We remain focused on driving superior shareholder returns by improving profitability on existing assets and investing capital in high return projects. As you can see on Slide 4, adjusted EBITDA increased $174 million versus the second quarter of 2016 driven by price and volume increases.
In fact, higher pricing contributed over $100 million of the improvement driven by Ti-Pure titanium dioxide and to a lesser extent, base refrigerants. These were modestly offset by lower fluoropolymer pricing which abated in the last two quarters but remains a year-over-year headwind.
Volumes were up across all business segments adding $110 million to adjusted EBITDA. Fluoro products accounted for the majority of our volume growth with Opteon as the principal driver. Opteon refrigerant sales grew both, in Europe and the U.S. due to our share in larger vehicles which require more refrigerant per vehicle.
Fluoropolymers was also volume accretive in the quarter. As Mark mentioned, we incur transmission costs in the quarter primarily related to third-party consultants who have been working with us to drive targeted growth initiatives and cost reductions.
These costs along with increased employee performance incentives resulted in approximately $40 million of higher costs in the quarter versus the prior year. This headwind was primarily reflected in our titanium technologies and fluoro product segments.

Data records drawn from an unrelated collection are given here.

//! Low Level SocketCAN code
//! Code based on https://github.com/socketcan-rs/socketcan-rs
use std::ffi::CString;
use std::io::{ErrorKind, Read};
use std::os::fd::AsRawFd;
use std::time::Duration;

use libc::{
    c_int, c_void, can_filter, can_frame, sa_family_t, sockaddr, sockaddr_can, socklen_t, AF_CAN, CAN_RAW,
    CAN_RAW_FILTER, CAN_RAW_LOOPBACK, SOL_CAN_RAW,
};
use tracing::warn;

use crate::can::Frame;
use crate::error::{write_exact, Error};
use crate::socketcan::frame::can_frame_default;
use crate::Result;

/// Attempts made when the kernel TX queue is full (ENOBUFS).
const TX_RETRIES: usize = 100;
const TX_RETRY_DELAY: Duration = Duration::from_millis(1);

/// Raw classic CAN socket bound to one interface.
pub struct CanSocket(socket2::Socket);

fn as_bytes<T: Sized>(val: &T) -> &[u8] {
    let sz = std::mem::size_of::<T>();
    unsafe { std::slice::from_raw_parts::<'_, u8>(val as *const _ as *const u8, sz) }
}

fn as_bytes_mut<T: Sized>(val: &mut T) -> &mut [u8] {
    let sz = std::mem::size_of::<T>();
    unsafe { std::slice::from_raw_parts_mut(val as *mut _ as *mut u8, sz) }
}

fn if_nametoindex(ifname: &str) -> Result<c_int> {
    let name = CString::new(ifname).map_err(|_| Error::NotFound)?;
    match unsafe { libc::if_nametoindex(name.as_ptr()) } {
        0 => Err(Error::NotFound),
        idx => Ok(idx as c_int),
    }
}

impl CanSocket {
    pub fn open(ifname: &str) -> Result<Self> {
        let mut addr: sockaddr_can = unsafe { std::mem::zeroed() };
        addr.can_family = AF_CAN as sa_family_t;
        addr.can_ifindex = if_nametoindex(ifname)?;

        let af_can = socket2::Domain::from(AF_CAN);
        let can_raw = socket2::Protocol::from(CAN_RAW);
        let sock = socket2::Socket::new_raw(af_can, socket2::Type::RAW, Some(can_raw))?;

        let ret = unsafe {
            libc::bind(
                sock.as_raw_fd(),
                &addr as *const sockaddr_can as *const sockaddr,
                std::mem::size_of::<sockaddr_can>() as socklen_t,
            )
        };
        if ret != 0 {
            return Err(std::io::Error::last_os_error().into());
        }

        Ok(Self(sock))
    }

    /// Second handle to the same socket, used by the receive thread.
    pub fn try_clone(&self) -> Result<Self> {
        Ok(Self(self.0.try_clone()?))
    }

    pub fn set_loopback(&self, enabled: bool) -> Result<()> {
        let loopback = c_int::from(enabled);
        self.set_socket_option(SOL_CAN_RAW, CAN_RAW_LOOPBACK, as_bytes(&loopback))
    }

    /// Bound the time a read may block, so a reader thread can notice shutdown.
    pub fn set_read_timeout(&self, timeout: Duration) -> Result<()> {
        Ok(self.0.set_read_timeout(Some(timeout))?)
    }

    /// Replace the kernel acceptance filters. An empty list receives nothing.
    pub fn set_filters(&self, filters: &[can_filter]) -> Result<()> {
        let bytes = unsafe {
            std::slice::from_raw_parts(filters.as_ptr() as *const u8, std::mem::size_of_val(filters))
        };
        self.set_socket_option(SOL_CAN_RAW, CAN_RAW_FILTER, bytes)
    }

    /// Read one frame. `Ok(None)` if the read timeout expired or a frame was not a data frame.
    pub fn read_frame(&self) -> Result<Option<Frame>> {
        let mut raw: can_frame = can_frame_default();
        let expected = std::mem::size_of::<can_frame>();

        let n = match (&self.0).read(as_bytes_mut(&mut raw)) {
            Ok(n) => n,
            Err(e) if matches!(e.kind(), ErrorKind::WouldBlock | ErrorKind::TimedOut | ErrorKind::Interrupted) => {
                return Ok(None)
            }
            Err(e) => return Err(e.into()),
        };

        if n == 0 {
            return Err(Error::Disconnected);
        }
        if n != expected {
            warn!("Ignoring {} byte read from CAN socket", n);
            return Ok(None);
        }

        match Frame::try_from(&raw) {
            Ok(frame) => Ok(Some(frame)),
            Err(_) => {
                warn!("Ignoring non-data frame 0x{:08x}", raw.can_id);
                Ok(None)
            }
        }
    }

    /// Write one frame, retrying while the TX queue is full.
    pub fn write_frame(&self, frame: &Frame) -> Result<()> {
        let raw = can_frame::from(frame);
        let mut retries = 0;

        loop {
            match write_exact(&mut &self.0, as_bytes(&raw)) {
                Err(Error::Io(e)) if e.raw_os_error() == Some(libc::ENOBUFS) && retries < TX_RETRIES => {
                    retries += 1;
                    std::thread::sleep(TX_RETRY_DELAY);
                }
                result => return result,
            }
        }
    }

    fn set_socket_option(&self, level: c_int, name: c_int, val: &[u8]) -> Result<()> {
        let ret = unsafe {
            libc::setsockopt(
                self.0.as_raw_fd(),
                level,
                name,
                val.as_ptr() as *const c_void,
                val.len() as socklen_t,
            )
        };

        match ret {
            0 => Ok(()),
            _ => Err(std::io::Error::last_os_error().into()),
        }
    }
}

Additionally, chemical solutions reflected 2016 portfolio changes which drove at $10 million headwind to adjusted EBITDA; this was partially offset by favorable other income in the quarter. On Slide 5 I'll now review our liquidity position.
We ended the quarter with a cash balance of approximately $1.5 billion; this reflects positive free cash flow including about $70 million used to fund capital expenditures, and the proceeds of our recent $500 million bond offering.
Including revolver availability of approximately $750 million, total liquidity stood at about $2.2 billion at the end of the quarter. Net operating cash flow was $183 million including an $83 million use of capital for working capital. Resulting free cash flow was $114 million reflecting about $100 million in year-over-year improvements.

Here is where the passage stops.